Authored-by: Ruifeng Zheng <[email protected]>
Signed-off-by: Ruifeng Zheng <[email protected]>
(cherry picked from commit acdda8a3eb159c18f87e15a4cda3050f15d8240b)
Signed-off-by: Ruifeng Zheng <[email protected]>
---
.../services/org.apache.spark.ml.Transformer | 3 +
.../ml/tests/connect/test_parity_feature.py | 4 --
python/pyspark/ml/tests/test_feature.py | 67 +++++++++++++++++++---
3 files changed, 63 insertions(+), 11 deletions(-)
diff --git
a/mllib/src/main/resources/META-INF/services/org.apache.spark.ml.Transformer
b/mllib/src/main/resources/META-INF/services/org.apache.spark.ml.Transformer
index 74a2c960a98b..ce880bb2ef31 100644
--- a/mllib/src/main/resources/META-INF/services/org.apache.spark.ml.Transformer
+++ b/mllib/src/main/resources/META-INF/services/org.apache.spark.ml.Transformer
@@ -20,6 +20,9 @@
########### Transformers
org.apache.spark.ml.feature.DCT
+org.apache.spark.ml.feature.NGram
+org.apache.spark.ml.feature.Normalizer
+org.apache.spark.ml.feature.Interaction
org.apache.spark.ml.feature.Binarizer
org.apache.spark.ml.feature.Bucketizer
org.apache.spark.ml.feature.VectorAssembler
diff --git a/python/pyspark/ml/tests/connect/test_parity_feature.py
b/python/pyspark/ml/tests/connect/test_parity_feature.py
index e20ebe443e81..595e9ff7cd54 100644
--- a/python/pyspark/ml/tests/connect/test_parity_feature.py
+++ b/python/pyspark/ml/tests/connect/test_parity_feature.py
@@ -22,10 +22,6 @@ from pyspark.testing.connectutils import
ReusedConnectTestCase
class FeatureParityTests(FeatureTestsMixin, ReusedConnectTestCase):
- @unittest.skip("Need to support.")
- def test_ngram(self):
- super().test_ngram()
-
@unittest.skip("Need to support.")
def test_count_vectorizer_with_binary(self):
super().test_count_vectorizer_with_binary()

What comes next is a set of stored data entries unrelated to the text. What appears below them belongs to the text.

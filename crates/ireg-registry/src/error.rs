//! # Registry Errors
//!
//! Every rejected call surfaces as a [`RegistryError`]. Each one is
//! recoverable: the call is aborted with state untouched and nothing is
//! appended to the audit log.
//!
//! Two views are offered on top of the error itself:
//!
//! - [`ErrorCategory`], the coarse taxonomy transports map to status codes.
//! - [`FailureReason`], the fine-grained, stable reason code clients match on.

use ireg_core::{CanonicalizationError, Principal, ValidationError};
use ireg_state::TransitionError;
use serde::{Deserialize, Serialize};
use thiserror::Error;

use crate::role::{Operation, Role};

/// A rejected registry call.
#[derive(Error, Debug, Clone, PartialEq, Eq)]
pub enum RegistryError {
    /// The caller lacks the role the operation requires.
    #[error("{}: {caller} may not call {operation}", unauthorized_reason(.required))]
    Unauthorized {
        /// The rejected caller.
        caller: Principal,
        /// The role the operation requires.
        required: Role,
        /// The operation attempted.
        operation: Operation,
    },

    /// The target record is not in the status the operation requires.
    #[error(transparent)]
    InvalidStateTransition(#[from] TransitionError),

    /// The principal already holds the role.
    #[error("{} already added: {member}", role_label(.role))]
    DuplicateMembership {
        /// The role set.
        role: Role,
        /// The principal being added.
        member: Principal,
    },

    /// The principal does not hold the role.
    #[error("{} not added: {member}", role_label(.role))]
    MissingMembership {
        /// The role set.
        role: Role,
        /// The principal being removed.
        member: Principal,
    },

    /// An administrator attempted to remove itself.
    #[error("cannot remove self: {admin}")]
    SelfRemoval {
        /// The administrator.
        admin: Principal,
    },

    /// `initialize` was called on an initialized registry.
    #[error("registry already initialized")]
    AlreadyInitialized,

    /// A mutating call arrived before `initialize`.
    #[error("registry not initialized")]
    NotInitialized,

    /// The founding administrator identifier was rejected.
    #[error("invalid founding admin: {0}")]
    InvalidFounder(#[from] ValidationError),

    /// The audit record for an otherwise valid call could not be encoded.
    /// Nothing was committed.
    #[error("audit record encoding failed: {0}")]
    AuditEncoding(String),
}

impl From<CanonicalizationError> for RegistryError {
    fn from(err: CanonicalizationError) -> Self {
        Self::AuditEncoding(err.to_string())
    }
}

fn unauthorized_reason(role: &Role) -> &'static str {
    match role {
        Role::Admin => "only admin",
        Role::PlatformWallet => "only platform wallets",
    }
}

fn role_label(role: &Role) -> &'static str {
    match role {
        Role::Admin => "admin",
        Role::PlatformWallet => "platform wallet",
    }
}

impl RegistryError {
    /// Coarse category of the failure.
    pub fn category(&self) -> ErrorCategory {
        match self {
            Self::Unauthorized { .. } => ErrorCategory::Unauthorized,
            Self::InvalidStateTransition(_) => ErrorCategory::InvalidStateTransition,
            Self::DuplicateMembership { .. } => ErrorCategory::DuplicateMembership,
            Self::MissingMembership { .. } => ErrorCategory::MissingMembership,
            Self::SelfRemoval { .. } => ErrorCategory::SelfRemoval,
            Self::AlreadyInitialized | Self::NotInitialized | Self::InvalidFounder(_) => {
                ErrorCategory::Bootstrap
            }
            Self::AuditEncoding(_) => ErrorCategory::Internal,
        }
    }

    /// Fine-grained failure reason.
    pub fn reason(&self) -> FailureReason {
        match self {
            Self::Unauthorized { .. } => FailureReason::Unauthorized,
            Self::InvalidStateTransition(t) => match t {
                TransitionError::AlreadyActive { .. } => FailureReason::AlreadyActive,
                TransitionError::NotActive { .. } => FailureReason::NotActive,
                TransitionError::NotSuspended { .. } => FailureReason::NotSuspended,
                TransitionError::UsageOverflow { .. } => FailureReason::UsageOverflow,
            },
            Self::DuplicateMembership { role, .. } => match role {
                Role::Admin => FailureReason::AlreadyAdmin,
                Role::PlatformWallet => FailureReason::AlreadyPlatformWallet,
            },
            Self::MissingMembership { role, .. } => match role {
                Role::Admin => FailureReason::NotAdmin,
                Role::PlatformWallet => FailureReason::NotPlatformWallet,
            },
            Self::SelfRemoval { .. } => FailureReason::SelfRemoval,
            Self::AlreadyInitialized => FailureReason::AlreadyInitialized,
            Self::NotInitialized => FailureReason::NotInitialized,
            Self::InvalidFounder(_) => FailureReason::InvalidFounder,
            Self::AuditEncoding(_) => FailureReason::Internal,
        }
    }
}

/// The error taxonomy of the registry.
#[derive(Debug, Clone, Copy, PartialEq, Eq, Hash, Serialize, Deserialize)]
#[serde(rename_all = "snake_case")]
pub enum ErrorCategory {
    /// Caller lacks the required role.
    Unauthorized,
    /// Record not in the required status.
    InvalidStateTransition,
    /// Role member already present.
    DuplicateMembership,
    /// Role member not present.
    MissingMembership,
    /// An administrator removing itself.
    SelfRemoval,
    /// Initialization misuse.
    Bootstrap,
    /// Failure inside the registry itself.
    Internal,
}

/// Stable reason code for a rejected call.
#[derive(Debug, Clone, Copy, PartialEq, Eq, Hash, Serialize, Deserialize)]
#[serde(rename_all = "SCREAMING_SNAKE_CASE")]
pub enum FailureReason {
    /// Caller lacks the required role.
    Unauthorized,
    /// Target is already an administrator.
    AlreadyAdmin,
    /// Target is not an administrator.
    NotAdmin,
    /// Target is already a platform wallet.
    AlreadyPlatformWallet,
    /// Target is not a platform wallet.
    NotPlatformWallet,
    /// An administrator tried to remove itself.
    SelfRemoval,
    /// Record is already `ACTIVE`.
    AlreadyActive,
    /// Record is not `ACTIVE`.
    NotActive,
    /// Record is not `SUSPENDED`.
    NotSuspended,
    /// Usage counter cannot be incremented.
    UsageOverflow,
    /// Registry was already initialized.
    AlreadyInitialized,
    /// Registry has not been initialized.
    NotInitialized,
    /// Founding administrator identifier is invalid.
    InvalidFounder,
    /// Internal failure; nothing was committed.
    Internal,
}

impl FailureReason {
    /// The wire code.
    pub fn as_str(&self) -> &'static str {
        match self {
            Self::Unauthorized => "UNAUTHORIZED",
            Self::AlreadyAdmin => "ALREADY_ADMIN",
            Self::NotAdmin => "NOT_ADMIN",
            Self::AlreadyPlatformWallet => "ALREADY_PLATFORM_WALLET",
            Self::NotPlatformWallet => "NOT_PLATFORM_WALLET",
            Self::SelfRemoval => "SELF_REMOVAL",
            Self::AlreadyActive => "ALREADY_ACTIVE",
            Self::NotActive => "NOT_ACTIVE",
            Self::NotSuspended => "NOT_SUSPENDED",
            Self::UsageOverflow => "USAGE_OVERFLOW",
            Self::AlreadyInitialized => "ALREADY_INITIALIZED",
            Self::NotInitialized => "NOT_INITIALIZED",
            Self::InvalidFounder => "INVALID_FOUNDER",
            Self::Internal => "INTERNAL",
        }
    }
}

impl std::fmt::Display for FailureReason {
    fn fmt(&self, f: &mut std::fmt::Formatter<'_>) -> std::fmt::Result {
        f.write_str(self.as_str())
    }
}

diff --git a/python/pyspark/ml/tests/test_feature.py
b/python/pyspark/ml/tests/test_feature.py
index 8c201a01b338..1424ed4947e2 100644
--- a/python/pyspark/ml/tests/test_feature.py
+++ b/python/pyspark/ml/tests/test_feature.py
@@ -37,6 +37,8 @@ from pyspark.ml.feature import (
Imputer,
ImputerModel,
NGram,
+ Normalizer,
+ Interaction,
RFormula,
Tokenizer,
SQLTransformer,
@@ -923,13 +925,64 @@ class FeatureTestsMixin:
self.assertEqual(str(model), str(model2))
def test_ngram(self):
- dataset = self.spark.createDataFrame([Row(input=["a", "b", "c", "d",
"e"])])
- ngram0 = NGram(n=4, inputCol="input", outputCol="output")
- self.assertEqual(ngram0.getN(), 4)
- self.assertEqual(ngram0.getInputCol(), "input")
- self.assertEqual(ngram0.getOutputCol(), "output")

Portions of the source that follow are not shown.